Work to be completed
From the listing that follows, report the number of lines with the word "filename" in them, and no other output.
━━━ Data extract
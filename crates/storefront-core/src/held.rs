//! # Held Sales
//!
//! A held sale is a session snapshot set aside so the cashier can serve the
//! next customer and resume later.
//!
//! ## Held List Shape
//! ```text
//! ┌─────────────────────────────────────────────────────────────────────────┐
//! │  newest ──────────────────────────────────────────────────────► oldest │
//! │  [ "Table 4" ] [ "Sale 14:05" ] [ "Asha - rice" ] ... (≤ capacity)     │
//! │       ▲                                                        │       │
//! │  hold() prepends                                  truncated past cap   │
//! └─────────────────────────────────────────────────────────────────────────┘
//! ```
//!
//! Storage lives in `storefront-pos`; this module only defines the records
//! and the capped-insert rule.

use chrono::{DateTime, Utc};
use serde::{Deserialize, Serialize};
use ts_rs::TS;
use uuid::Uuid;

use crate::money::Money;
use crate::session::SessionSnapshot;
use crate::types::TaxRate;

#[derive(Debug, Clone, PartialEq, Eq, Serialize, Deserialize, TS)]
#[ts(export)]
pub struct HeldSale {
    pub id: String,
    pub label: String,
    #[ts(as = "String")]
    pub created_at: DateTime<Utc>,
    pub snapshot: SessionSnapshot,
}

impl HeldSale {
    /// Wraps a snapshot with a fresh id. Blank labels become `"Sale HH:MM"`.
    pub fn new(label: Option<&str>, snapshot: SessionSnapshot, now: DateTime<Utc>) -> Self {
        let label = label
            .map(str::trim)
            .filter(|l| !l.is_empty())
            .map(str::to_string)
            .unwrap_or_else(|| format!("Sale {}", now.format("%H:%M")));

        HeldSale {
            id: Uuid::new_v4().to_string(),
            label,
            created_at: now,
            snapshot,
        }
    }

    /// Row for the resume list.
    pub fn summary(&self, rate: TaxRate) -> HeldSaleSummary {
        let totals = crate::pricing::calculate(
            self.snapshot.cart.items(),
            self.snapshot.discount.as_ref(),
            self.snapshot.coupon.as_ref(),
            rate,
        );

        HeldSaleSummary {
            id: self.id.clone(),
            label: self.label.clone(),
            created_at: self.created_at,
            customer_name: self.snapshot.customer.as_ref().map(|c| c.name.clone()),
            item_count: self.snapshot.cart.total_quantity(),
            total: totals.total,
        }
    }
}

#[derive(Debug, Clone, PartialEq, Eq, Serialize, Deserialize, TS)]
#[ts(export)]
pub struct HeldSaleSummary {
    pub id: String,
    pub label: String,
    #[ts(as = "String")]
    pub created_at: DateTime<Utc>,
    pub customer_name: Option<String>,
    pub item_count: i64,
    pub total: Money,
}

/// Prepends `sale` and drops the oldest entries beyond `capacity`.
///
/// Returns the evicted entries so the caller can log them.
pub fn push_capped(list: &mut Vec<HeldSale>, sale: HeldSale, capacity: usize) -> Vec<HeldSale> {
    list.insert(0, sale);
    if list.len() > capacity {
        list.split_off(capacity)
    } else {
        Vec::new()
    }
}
━━━━━━
━━━ Data extract
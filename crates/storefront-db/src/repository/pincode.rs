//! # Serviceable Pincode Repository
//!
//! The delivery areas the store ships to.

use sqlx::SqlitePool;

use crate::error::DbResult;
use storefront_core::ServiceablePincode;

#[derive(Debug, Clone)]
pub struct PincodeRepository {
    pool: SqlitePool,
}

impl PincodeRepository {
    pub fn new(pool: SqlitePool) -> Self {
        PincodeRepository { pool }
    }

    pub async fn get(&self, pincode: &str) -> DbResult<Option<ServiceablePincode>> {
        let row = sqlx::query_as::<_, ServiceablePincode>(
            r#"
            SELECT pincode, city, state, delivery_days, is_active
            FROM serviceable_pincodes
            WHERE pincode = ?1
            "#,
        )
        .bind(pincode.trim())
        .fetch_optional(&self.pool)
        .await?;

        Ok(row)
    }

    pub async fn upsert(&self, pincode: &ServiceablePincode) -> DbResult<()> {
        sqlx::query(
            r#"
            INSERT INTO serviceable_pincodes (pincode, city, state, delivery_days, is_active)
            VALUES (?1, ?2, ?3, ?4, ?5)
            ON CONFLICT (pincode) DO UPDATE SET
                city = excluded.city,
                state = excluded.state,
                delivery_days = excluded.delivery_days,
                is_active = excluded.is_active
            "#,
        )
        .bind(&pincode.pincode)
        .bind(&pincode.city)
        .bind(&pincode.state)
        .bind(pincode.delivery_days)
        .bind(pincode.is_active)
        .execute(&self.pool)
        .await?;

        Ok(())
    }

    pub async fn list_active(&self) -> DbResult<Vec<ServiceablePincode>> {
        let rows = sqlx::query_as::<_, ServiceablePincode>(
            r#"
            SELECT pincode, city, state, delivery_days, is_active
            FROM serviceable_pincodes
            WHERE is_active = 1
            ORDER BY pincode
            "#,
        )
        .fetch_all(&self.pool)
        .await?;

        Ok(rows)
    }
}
━━━━━━
Response to the task
2